Not just another net-zero idea, IEA plan grips world

By Benjamin Storrow | 06/14/2021 05:44 AM EST

Sen. Joe Manchin (D-W.Va.) on Capitol Hill in 2019. Francis Chung/E&E News

The world is filled with scenarios for how to achieve net-zero emissions.

Academics and energy research firms pump them out. Increasingly, oil companies do, too. BP PLC, Royal Dutch Shell PLC and Equinor ASA all have mapped out scenarios that eliminate most if not all of the world’s greenhouse gas output, though not fossil fuels themselves.

Most famous of all are the scenarios plotted in 2018 by the United Nations’ International Panel on Climate Change, which were a part of the panel’s report on how to limit global temperature rise to 1.5 degrees Celsius.

Against that backdrop, the net-zero scenario released last month by the International Energy Agency might slip by as just another modeling exercise. As Bernard Looney, the BP CEO, remarked at a recent conference, "It is a scenario on a piece of paper, and what the world needs more than anything is maybe less scenarios and maybe less debate … and more action."

But the last month has shown IEA’s report is anything but another scenario, which outlined an abrupt stop to approving new fossil fuel projects after this year.

Greens celebrated the agency’s conclusions, saying it reflected the energy establishment’s growing recognition of clean energy’s ability to remake the world’s economy. Corporate strategists said the report already has changed the tenor of boardroom discussions, with companies comparing their own pledges to IEA’s road map. And critics grumbled that the agency’s road map — which envisions a precipitous drop in fossil fuel consumption resulting from more stringent carbon-cutting efforts — is more whimsy than reality.

Indeed, a host of government ministers from countries as varied as Australia, Norway and Japan have lined up to register their disapproval of IEA’s conclusions. Just last week, Sen. Joe Manchin (D-W.Va.) issued a press release saying Fatih Birol, the head of IEA, had clarified the report’s findings during a recent phone call. (In a statement, IEA confirmed the contents of Birol’s conversation with Manchin.)

Said Manchin: "While many interpreted the report as a call for the end of fossil fuels, Dr. Birol made clear that that is not the case."

The backlash shows just how seriously the energy world has reacted to IEA’s findings.

Michael Webber, a corporate strategist at Engie SA, noted the French utility giant recently announced plans to reach net zero by 2045. Engie would have made the pledge regardless of IEA’s report, but the agency’s findings "give us that cover," he said.

"Indirectly, it gives a lot of justification to people who make capital allocation decisions in their companies or policies in their countries to decarbonize faster," said Webber, who doubles as a professor at the University of Texas, Austin. Conversely, companies out of alignment with IEA will need to explain themselves. "It creates this chorus. If you’re going to be the one voice out of tune, you need to have a good reason."

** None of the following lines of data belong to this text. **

use anyhow::{anyhow, Result};
use serde::{Deserialize, Serialize};
use std::collections::BTreeMap;

#[derive(Debug, Clone, Copy, PartialEq, Eq, Serialize, Deserialize)]
#[serde(rename_all = "camelCase")]
pub enum WeaponType {
    OneHanded,
    TwoHanded,
}

#[derive(Debug, Clone, PartialEq, Eq, Serialize, Deserialize)]
pub struct Weapon {
    pub name: String,
    #[serde(rename = "type")]
    pub kind: WeaponType,
}

/// Weapons a profession may wield in each hand.
#[derive(Debug, Clone, Default, PartialEq, Eq, Serialize, Deserialize)]
#[serde(rename_all = "camelCase")]
pub struct ProfessionWeapons {
    #[serde(default)]
    pub main_hand: Vec<Weapon>,
    #[serde(default)]
    pub off_hand: Vec<Weapon>,
}

impl ProfessionWeapons {
    pub fn main_hand(&self, name: &str) -> Option<&Weapon> {
        self.main_hand.iter().find(|w| w.name == name)
    }
}

/// Profession and first weapon set chosen on the main screen.
#[derive(Debug, Clone, Default, PartialEq, Eq, Serialize, Deserialize)]
pub struct WeaponSelection {
    pub profession: Option<String>,
    pub main_hand: Option<String>,
    pub off_hand: Option<String>,
}

impl WeaponSelection {
    /// Off hand is only available while the main hand is not two-handed.
    pub fn can_offhand(&self, table: &BTreeMap<String, ProfessionWeapons>) -> bool {
        let Some(weapons) = self.profession.as_ref().and_then(|p| table.get(p)) else {
            return false;
        };
        match self.main_hand.as_deref().and_then(|name| weapons.main_hand(name)) {
            Some(weapon) => weapon.kind != WeaponType::TwoHanded,
            None => true,
        }
    }

    pub fn set_profession(
        &mut self,
        table: &BTreeMap<String, ProfessionWeapons>,
        profession: &str,
    ) -> Result<()> {
        if !table.contains_key(profession) {
            return Err(anyhow!("Unknown profession: {}", profession));
        }
        if self.profession.as_deref() != Some(profession) {
            self.profession = Some(profession.to_string());
            self.main_hand = None;
            self.off_hand = None;
        }
        Ok(())
    }

    pub fn cycle_profession(&mut self, table: &BTreeMap<String, ProfessionWeapons>) {
        let names: Vec<&String> = table.keys().collect();
        if let Some(next) = next_after(&names, self.profession.as_ref()) {
            let next = next.clone();
            self.profession = Some(next);
            self.main_hand = None;
            self.off_hand = None;
        }
    }

    pub fn cycle_main_hand(&mut self, table: &BTreeMap<String, ProfessionWeapons>) {
        let Some(weapons) = self.profession.as_ref().and_then(|p| table.get(p)) else {
            return;
        };
        let names: Vec<&String> = weapons.main_hand.iter().map(|w| &w.name).collect();
        if let Some(next) = next_after(&names, self.main_hand.as_ref()) {
            self.main_hand = Some(next.clone());
        }
        if !self.can_offhand(table) {
            self.off_hand = None;
        }
    }

    pub fn cycle_off_hand(&mut self, table: &BTreeMap<String, ProfessionWeapons>) {
        if !self.can_offhand(table) {
            self.off_hand = None;
            return;
        }
        let Some(weapons) = self.profession.as_ref().and_then(|p| table.get(p)) else {
            return;
        };
        let names: Vec<&String> = weapons.off_hand.iter().map(|w| &w.name).collect();
        if let Some(next) = next_after(&names, self.off_hand.as_ref()) {
            self.off_hand = Some(next.clone());
        }
    }

    /// Drop choices that the weapon table no longer supports.
    pub fn sanitize(&mut self, table: &BTreeMap<String, ProfessionWeapons>) {
        let Some(weapons) = self.profession.as_ref().and_then(|p| table.get(p)) else {
            *self = Self::default();
            return;
        };
        if let Some(mh) = &self.main_hand
            && weapons.main_hand(mh).is_none()
        {
            self.main_hand = None;
        }
        if let Some(oh) = &self.off_hand
            && !weapons.off_hand.iter().any(|w| &w.name == oh)
        {
            self.off_hand = None;
        }
        if !self.can_offhand(table) {
            self.off_hand = None;
        }
    }
}

fn next_after<'a>(names: &[&'a String], current: Option<&String>) -> Option<&'a String> {
    if names.is_empty() {
        return None;
    }
    let idx = current
        .and_then(|c| names.iter().position(|n| *n == c))
        .map(|i| (i + 1) % names.len())
        .unwrap_or(0);
    Some(names[idx])
}

#[cfg(test)]
mod tests {
    use super::*;
    use crate::extras::Catalog;

    fn table() -> BTreeMap<String, ProfessionWeapons> {
        Catalog::bundled().unwrap().professions().clone()
    }

    #[test]
    fn test_two_handed_main_hand_blocks_offhand() {
        let table = table();
        let mut selection = WeaponSelection::default();
        selection.set_profession(&table, "warrior").unwrap();
        selection.main_hand = Some("Sword".to_string());
        assert!(selection.can_offhand(&table));

        selection.main_hand = Some("Greatsword".to_string());
        assert!(!selection.can_offhand(&table));
    }

    #[test]
    fn test_unknown_profession_errors() {
        let mut selection = WeaponSelection::default();
        assert!(selection.set_profession(&table(), "bard").is_err());
        assert!(selection.profession.is_none());
    }

    #[test]
    fn test_cycle_main_hand_clears_offhand_for_two_handed() {
        let table = table();
        let mut selection = WeaponSelection::default();
        selection.set_profession(&table, "warrior").unwrap();
        selection.main_hand = Some("Mace".to_string());
        selection.off_hand = Some("Shield".to_string());

        // Mace is last in the list, cycling wraps to Greatsword.
        selection.cycle_main_hand(&table);
        assert_eq!(selection.main_hand.as_deref(), Some("Greatsword"));
        assert!(selection.off_hand.is_none());

        selection.cycle_off_hand(&table);
        assert!(selection.off_hand.is_none());
    }

    #[test]
    fn test_cycle_profession_resets_weapons() {
        let table = table();
        let mut selection = WeaponSelection::default();
        selection.cycle_profession(&table);
        let first = selection.profession.clone();
        assert!(first.is_some());

        selection.main_hand = Some("Staff".to_string());
        selection.cycle_profession(&table);
        assert_ne!(selection.profession, first);
        assert!(selection.main_hand.is_none());
    }

    #[test]
    fn test_sanitize_drops_unknown_weapons() {
        let table = table();
        let mut selection = WeaponSelection {
            profession: Some("elementalist".to_string()),
            main_hand: Some("Greatsword".to_string()),
            off_hand: Some("Dagger".to_string()),
        };
        selection.sanitize(&table);
        assert!(selection.main_hand.is_none());
        assert_eq!(selection.off_hand.as_deref(), Some("Dagger"));

        let mut unknown = WeaponSelection {
            profession: Some("bard".to_string()),
            ..Default::default()
        };
        unknown.sanitize(&table);
        assert_eq!(unknown, WeaponSelection::default());
    }
}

The energy world’s reaction owes both to the scenario’s findings and its source. IEA was founded in the wake of the 1970s oil crisis to monitor global oil supplies. It since has become the preeminent source of information on the global energy economy.

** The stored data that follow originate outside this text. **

pub mod bulk;
pub mod catalog;
pub mod filter;
pub mod group;
pub mod selection;
pub mod types;

pub use bulk::{select_all_visible, unselect_all_visible, visible_ids};
pub use catalog::Catalog;
pub use filter::{filter, SearchQuery};
pub use group::{group, GroupCache, GroupedCatalog, Section};
pub use selection::{ExtrasStore, MemoryStore, SelectionBridge};
pub use types::{ExtraType, ItemId, ItemMeta, ItemRecord};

Greens long have criticized the agency for bolstering fossil fuels and discounting renewables in its annual energy outlooks. Now it is the fossil fuel types who are angry about IEA’s models.

Under IEA’s net-zero scenario, no new coal, oil and gas developments would be approved after this year due in large part to a collapse in fossil fuel demand. Oil demand would fall 75% between 2020 and 2050. Natural gas use would be halved in that period while coal would plummet 90%. In the place of traditional fossil fuels would be a massive ramp-up in energy efficiency, renewable electricity generation, electric vehicles and clean fuels, like green hydrogen (Climatewire, May 18).

The findings represent a sea change for energy companies, many of whom have long built their climate pledges on the assumption that continued fossil fuel consumption would be offset by sources such as carbon capture and sequestration, said Margaret Peloso, a partner at the law firm Vinson & Elkins LLP who advises energy companies and banks on climate risks.

IEA’s report, by contrast, envisions deep reductions in carbon dioxide output with comparatively less in the way of offsets.

Energy companies long have used IEA’s sustainable development scenarios — which envisioned deep emission cuts but robust use of fossil fuels — to justify their own plans, Peloso said. But she expects more investors will demand that companies explain how their long-term climate strategies compare to IEA’s new outlook.

"It will be really interesting to see how this changes the conversation," she said.

IEA, for its part, has been at pains to stress the report is not a forecast and that most countries’ climate policies fall short of the dramatic action needed to zero out global emissions.

The challenge of virtually eliminating emissions was underlined by the agency’s most recent monthly oil report. Far from cratering, it found global oil demand returning to pre-pandemic levels by the end of 2022, and it suggested oil production would need to rise to meet it.